En eso se fundamenta, pues, su capacidad de entender... Entender, sin palabras, lo que es auténtico y lo que no. Eran, pues, las muecas, los histrionismos, los gestos falsos y, sobre todo, las cadencias y tonos falsos de la voz, lo que sonaba a falsedad para aquellos pacientes sin palabras pero inmensamente perceptivos. Mis pacientes afásicos reaccionaban ante aquellas incorrecciones e incongruencias tan notorias, tan grotescas incluso, porque no los engañaban ni podían engañarlos las palabras.

Por eso se reían tanto del discurso del Presidente.

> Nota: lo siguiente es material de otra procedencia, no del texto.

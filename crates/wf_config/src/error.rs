// crates/wf_config/src/error.rs

//! 配置层错误类型

use std::path::PathBuf;

/// 配置错误
#[derive(Debug, thiserror::Error)]
pub enum ConfigError {
    /// 读写配置文件失败
    #[error("配置文件 {path} 读写失败: {source}")]
    Io {
        /// 配置文件路径
        path: PathBuf,
        /// 底层IO错误
        #[source]
        source: std::io::Error,
    },

    /// JSON 解析错误
    #[error("配置文件 {path} 解析失败: {message}")]
    Parse {
        /// 配置文件路径
        path: PathBuf,
        /// 解析器消息
        message: String,
    },

    /// 序列化失败
    #[error("配置序列化失败: {0}")]
    Serialize(String),

    /// 模型年份范围为空
    #[error("模型年份范围无效: {first}-{last}")]
    YearRange {
        /// 起始年份
        first: i32,
        /// 结束年份
        last: i32,
    },

    /// 路径模板缺少占位符
    #[error("'{key}' 模板 '{template}' 缺少 {placeholder} 占位符")]
    MissingPlaceholder {
        /// 配置键
        key: String,
        /// 模板内容
        template: String,
        /// 所需占位符
        placeholder: &'static str,
    },

    /// 无效值
    #[error("无效值 '{key}': {value} - {reason}")]
    InvalidValue {
        /// 配置键
        key: String,
        /// 配置值
        value: String,
        /// 原因
        reason: String,
    },
}

impl ConfigError {
    /// 带路径的IO错误
    pub fn io(path: impl Into<PathBuf>, source: std::io::Error) -> Self {
        Self::Io {
            path: path.into(),
            source,
        }
    }
}

#[cfg(test)]
mod tests {
    use super::*;

    #[test]
    fn test_missing_placeholder_names_template() {
        let err = ConfigError::MissingPlaceholder {
            key: "layout.runoff_template".to_string(),
            template: "inp/runoff.bin".to_string(),
            placeholder: "{date}",
        };
        let text = err.to_string();
        assert!(text.contains("layout.runoff_template"));
        assert!(text.contains("{date}"));
    }

    #[test]
    fn test_io_error_names_path() {
        let err = ConfigError::io(
            "basin.json",
            std::io::Error::new(std::io::ErrorKind::NotFound, "missing"),
        );
        assert!(err.to_string().contains("basin.json"));
    }
}
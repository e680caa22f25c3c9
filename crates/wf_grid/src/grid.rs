// crates/wf_grid/src/grid.rs

//! 流域离散网格
//!
//! 固定 90 列 × 61 行 = 5490 个单元，使用从 1 开始的线性单元编号。
//! 经纬度到单元编号的映射以 (34.95°, 104.05°) 为基准点，步长 0.1°。
//!
//! 单元编号只对流域内的坐标有意义；除算术本身外不做越界校验，
//! 因此 [`CellId`] 可能为非正数或超过 [`CELL_COUNT`]。

use serde::{Deserialize, Serialize};
use wf_foundation::{WfError, WfResult};

/// 网格列数
pub const GRID_COLS: usize = 90;
/// 网格行数
pub const GRID_ROWS: usize = 61;
/// 单元总数
pub const CELL_COUNT: usize = GRID_COLS * GRID_ROWS;

/// 基准纬度
pub const LAT_BASELINE: f64 = 34.95;
/// 基准经度（取反后的西经）
pub const LON_BASELINE: f64 = 104.05;

/// 网格单元编号（从 1 开始）
#[derive(Debug, Clone, Copy, PartialEq, Eq, PartialOrd, Ord, Hash, Serialize, Deserialize)]
#[serde(transparent)]
pub struct CellId(i64);

impl CellId {
    /// 从原始编号创建
    #[inline]
    pub const fn new(id: i64) -> Self {
        Self(id)
    }

    /// 原始编号
    #[inline]
    pub const fn get(self) -> i64 {
        self.0
    }

    /// 从流向表坐标创建：`x + (y - 1) * 90`
    #[inline]
    pub const fn from_xy(x: i64, y: i64) -> Self {
        Self(x + (y - 1) * GRID_COLS as i64)
    }

    /// 流向遍历的起始坐标：`(id mod 90 + 1, floor(id / 90) + 1)`
    ///
    /// 这与 [`CellId::from_xy`] 并非互逆，遍历的起点语义依赖该偏移。
    #[inline]
    pub fn grid_xy(self) -> (i64, i64) {
        let cols = GRID_COLS as i64;
        (self.0.rem_euclid(cols) + 1, self.0.div_euclid(cols) + 1)
    }

    /// 在按日分块栅格中的块内偏移：`id mod 5490`（非负）
    #[inline]
    pub fn raster_offset(self) -> usize {
        self.0.rem_euclid(CELL_COUNT as i64) as usize
    }
}

impl std::fmt::Display for CellId {
    fn fmt(&self, f: &mut std::fmt::Formatter<'_>) -> std::fmt::Result {
        write!(f, "{}", self.0)
    }
}

/// 经纬度到单元编号
///
/// `cell = floor((34.95 − lat) * 10) * 90 + floor((104.05 + lon) * 10 + 1)`
#[inline]
pub fn cell_of(lat: f64, lon: f64) -> CellId {
    let row = ((LAT_BASELINE - lat) * 10.0).floor() as i64;
    let col = ((LON_BASELINE + lon) * 10.0 + 1.0).floor() as i64;
    CellId(row * GRID_COLS as i64 + col)
}

/// 是否为闰年（公历）
#[inline]
pub fn is_leap_year(year: i32) -> bool {
    (year % 4 == 0 && year % 100 != 0) || year % 400 == 0
}

/// 一年的天数
#[inline]
pub fn days_in_year(year: i32) -> usize {
    if is_leap_year(year) {
        366
    } else {
        365
    }
}

/// 经过校验的地理坐标（度）
///
/// 取代"0 表示沿用上次坐标"的约定：调用方必须显式给出坐标，
/// 赤道与本初子午线上的 0 值不再有歧义。
#[derive(Debug, Clone, Copy, PartialEq, Serialize, Deserialize)]
pub struct GeoPoint {
    /// 纬度
    pub lat: f64,
    /// 经度
    pub lon: f64,
}

impl GeoPoint {
    /// 创建并校验坐标：`|lat| <= 90`，`|lon| <= 360`
    pub fn new(lat: f64, lon: f64) -> WfResult<Self> {
        if !lat.is_finite() || lat.abs() > 90.0 {
            return Err(WfError::validation(format!("纬度越界: {lat}")));
        }
        if !lon.is_finite() || lon.abs() > 360.0 {
            return Err(WfError::validation(format!("经度越界: {lon}")));
        }
        Ok(Self { lat, lon })
    }

    /// 所在网格单元
    #[inline]
    pub fn cell(&self) -> CellId {
        cell_of(self.lat, self.lon)
    }
}

#[cfg(test)]
mod tests {
    use super::*;

    #[test]
    fn test_baseline_cell() {
        assert_eq!(cell_of(34.95, -104.05), CellId::new(1));
    }

    #[test]
    fn test_cell_of_deterministic() {
        let a = cell_of(33.0, -100.0);
        for _ in 0..10 {
            assert_eq!(cell_of(33.0, -100.0), a);
        }
        // floor(19.5) * 90 + floor(41.49..)
        assert_eq!(a, CellId::new(19 * 90 + 41));
    }

    #[test]
    fn test_grid_xy_and_from_xy() {
        let cell = CellId::new(185);
        assert_eq!(cell.grid_xy(), (6, 3));
        assert_eq!(CellId::from_xy(6, 3), CellId::new(186));
        assert_eq!(CellId::from_xy(1, 1), CellId::new(1));
    }

    #[test]
    fn test_raster_offset_non_negative() {
        assert_eq!(CellId::new(5490).raster_offset(), 0);
        assert_eq!(CellId::new(5491).raster_offset(), 1);
        assert_eq!(CellId::new(-1).raster_offset(), 5489);
    }

    #[test]
    fn test_days_in_year() {
        assert_eq!(days_in_year(1990), 365);
        assert_eq!(days_in_year(1996), 366);
        assert_eq!(days_in_year(1900), 365);
        assert_eq!(days_in_year(2000), 366);
    }

    #[test]
    fn test_geo_point_validation() {
        assert!(GeoPoint::new(33.0, -100.0).is_ok());
        assert!(GeoPoint::new(0.0, 0.0).is_ok());
        assert!(GeoPoint::new(91.0, 0.0).is_err());
        assert!(GeoPoint::new(0.0, -361.0).is_err());
        assert!(GeoPoint::new(f64::NAN, 0.0).is_err());
    }
}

Si uno no puede mentirle a un afásico, debido a esa sensibilidad suya tan peculiar para la expresión y el «tono», ¿cómo es, podríamos preguntarnos, que pasará con los pacientes (si los hay) que carezcan totalmente del sentido de la expresión y el «tono», aunque conserven, intacta, la capacidad de entender las palabras, pacientes de un tipo exactamente opuesto? Tenemos también pacientes de este tipo en el pabellón de afasia, a pesar de que, técnicamente, no tengan afasia, sino, por el contrario, una forma de agnosia, concretamente la llamada agnosia «tonal». En el caso de estos pacientes lo que desaparece es la capacidad de captar las cualidades expresivas de las voces (el tono, el timbre, el sentimiento, todo su carácter) mientras que se entienden perfectamente las palabras (y las construcciones gramaticales). Estas agnosias tonales o («aprosodias») siguen a trastornos del lóbulo temporal derecho del cerebro, y las afasias a los del lóbulo temporal izquierdo.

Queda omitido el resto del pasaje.